Dataset entries:
- - - -

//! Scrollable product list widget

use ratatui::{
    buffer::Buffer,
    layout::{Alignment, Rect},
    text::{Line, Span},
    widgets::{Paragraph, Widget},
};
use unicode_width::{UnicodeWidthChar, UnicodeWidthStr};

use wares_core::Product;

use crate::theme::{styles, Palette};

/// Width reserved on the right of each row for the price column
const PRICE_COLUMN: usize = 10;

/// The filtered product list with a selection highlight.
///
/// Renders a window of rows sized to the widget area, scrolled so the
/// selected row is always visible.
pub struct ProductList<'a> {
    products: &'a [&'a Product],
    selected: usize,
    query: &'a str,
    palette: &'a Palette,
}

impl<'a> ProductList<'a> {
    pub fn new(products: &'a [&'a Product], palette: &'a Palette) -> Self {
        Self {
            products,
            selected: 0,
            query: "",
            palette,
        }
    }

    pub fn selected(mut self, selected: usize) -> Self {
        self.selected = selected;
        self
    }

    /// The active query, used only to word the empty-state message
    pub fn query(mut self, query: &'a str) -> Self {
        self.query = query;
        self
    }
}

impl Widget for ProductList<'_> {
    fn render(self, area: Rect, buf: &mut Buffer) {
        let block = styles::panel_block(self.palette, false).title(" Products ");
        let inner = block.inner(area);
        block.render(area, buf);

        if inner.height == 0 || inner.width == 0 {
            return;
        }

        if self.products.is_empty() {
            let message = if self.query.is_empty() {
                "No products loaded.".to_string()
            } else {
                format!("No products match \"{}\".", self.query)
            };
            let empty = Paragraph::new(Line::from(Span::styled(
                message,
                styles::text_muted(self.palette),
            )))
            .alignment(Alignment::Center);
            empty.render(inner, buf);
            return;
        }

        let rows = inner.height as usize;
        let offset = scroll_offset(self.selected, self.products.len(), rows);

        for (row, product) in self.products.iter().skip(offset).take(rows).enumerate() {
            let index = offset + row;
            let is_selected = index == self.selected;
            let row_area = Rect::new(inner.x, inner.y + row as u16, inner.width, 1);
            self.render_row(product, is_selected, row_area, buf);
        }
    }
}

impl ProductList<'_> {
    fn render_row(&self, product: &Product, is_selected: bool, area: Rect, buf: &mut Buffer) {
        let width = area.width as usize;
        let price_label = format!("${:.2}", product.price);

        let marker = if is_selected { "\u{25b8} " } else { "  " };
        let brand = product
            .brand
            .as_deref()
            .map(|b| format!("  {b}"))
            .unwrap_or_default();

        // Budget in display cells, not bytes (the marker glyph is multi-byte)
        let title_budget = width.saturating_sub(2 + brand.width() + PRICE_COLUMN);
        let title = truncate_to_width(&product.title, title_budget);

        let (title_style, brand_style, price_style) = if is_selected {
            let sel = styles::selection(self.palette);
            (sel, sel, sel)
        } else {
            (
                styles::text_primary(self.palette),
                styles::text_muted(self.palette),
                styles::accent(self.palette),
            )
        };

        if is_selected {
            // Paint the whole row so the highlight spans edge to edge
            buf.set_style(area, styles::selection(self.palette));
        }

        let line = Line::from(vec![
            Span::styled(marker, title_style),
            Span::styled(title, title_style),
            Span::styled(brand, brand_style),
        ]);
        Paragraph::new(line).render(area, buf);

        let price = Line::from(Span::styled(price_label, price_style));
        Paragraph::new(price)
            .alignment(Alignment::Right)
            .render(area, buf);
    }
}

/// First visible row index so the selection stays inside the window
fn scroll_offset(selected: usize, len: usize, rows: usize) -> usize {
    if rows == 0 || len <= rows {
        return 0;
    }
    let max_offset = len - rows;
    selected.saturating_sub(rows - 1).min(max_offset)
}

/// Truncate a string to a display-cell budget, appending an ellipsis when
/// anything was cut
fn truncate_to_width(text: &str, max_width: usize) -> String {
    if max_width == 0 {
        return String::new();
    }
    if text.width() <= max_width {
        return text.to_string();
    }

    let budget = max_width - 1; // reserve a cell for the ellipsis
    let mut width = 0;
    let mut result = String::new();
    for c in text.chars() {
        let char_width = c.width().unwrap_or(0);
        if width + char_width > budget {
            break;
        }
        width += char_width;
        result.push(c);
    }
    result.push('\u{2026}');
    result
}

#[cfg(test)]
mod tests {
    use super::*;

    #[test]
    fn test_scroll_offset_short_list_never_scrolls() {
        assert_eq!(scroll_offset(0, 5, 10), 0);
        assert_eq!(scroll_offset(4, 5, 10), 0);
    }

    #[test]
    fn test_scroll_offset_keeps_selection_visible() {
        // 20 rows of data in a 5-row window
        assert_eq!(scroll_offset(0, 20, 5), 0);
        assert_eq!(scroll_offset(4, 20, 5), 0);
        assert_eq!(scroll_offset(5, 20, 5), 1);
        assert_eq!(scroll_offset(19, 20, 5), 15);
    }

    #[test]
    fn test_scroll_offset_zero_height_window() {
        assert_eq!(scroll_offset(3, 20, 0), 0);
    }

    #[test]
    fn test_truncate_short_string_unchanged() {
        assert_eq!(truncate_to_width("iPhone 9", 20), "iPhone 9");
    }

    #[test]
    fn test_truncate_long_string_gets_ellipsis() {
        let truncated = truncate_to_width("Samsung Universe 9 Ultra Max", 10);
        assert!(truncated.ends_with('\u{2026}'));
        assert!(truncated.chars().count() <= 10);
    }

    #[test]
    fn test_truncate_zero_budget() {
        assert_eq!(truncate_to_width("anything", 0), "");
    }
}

- - - -

[WORK INSTRUCTIONS]: Show the lines above that have the word "message".

[ANSWER TO THIS PROBLEM]:
    /// The active query, used only to word the empty-state message
            let message = if self.query.is_empty() {
                message,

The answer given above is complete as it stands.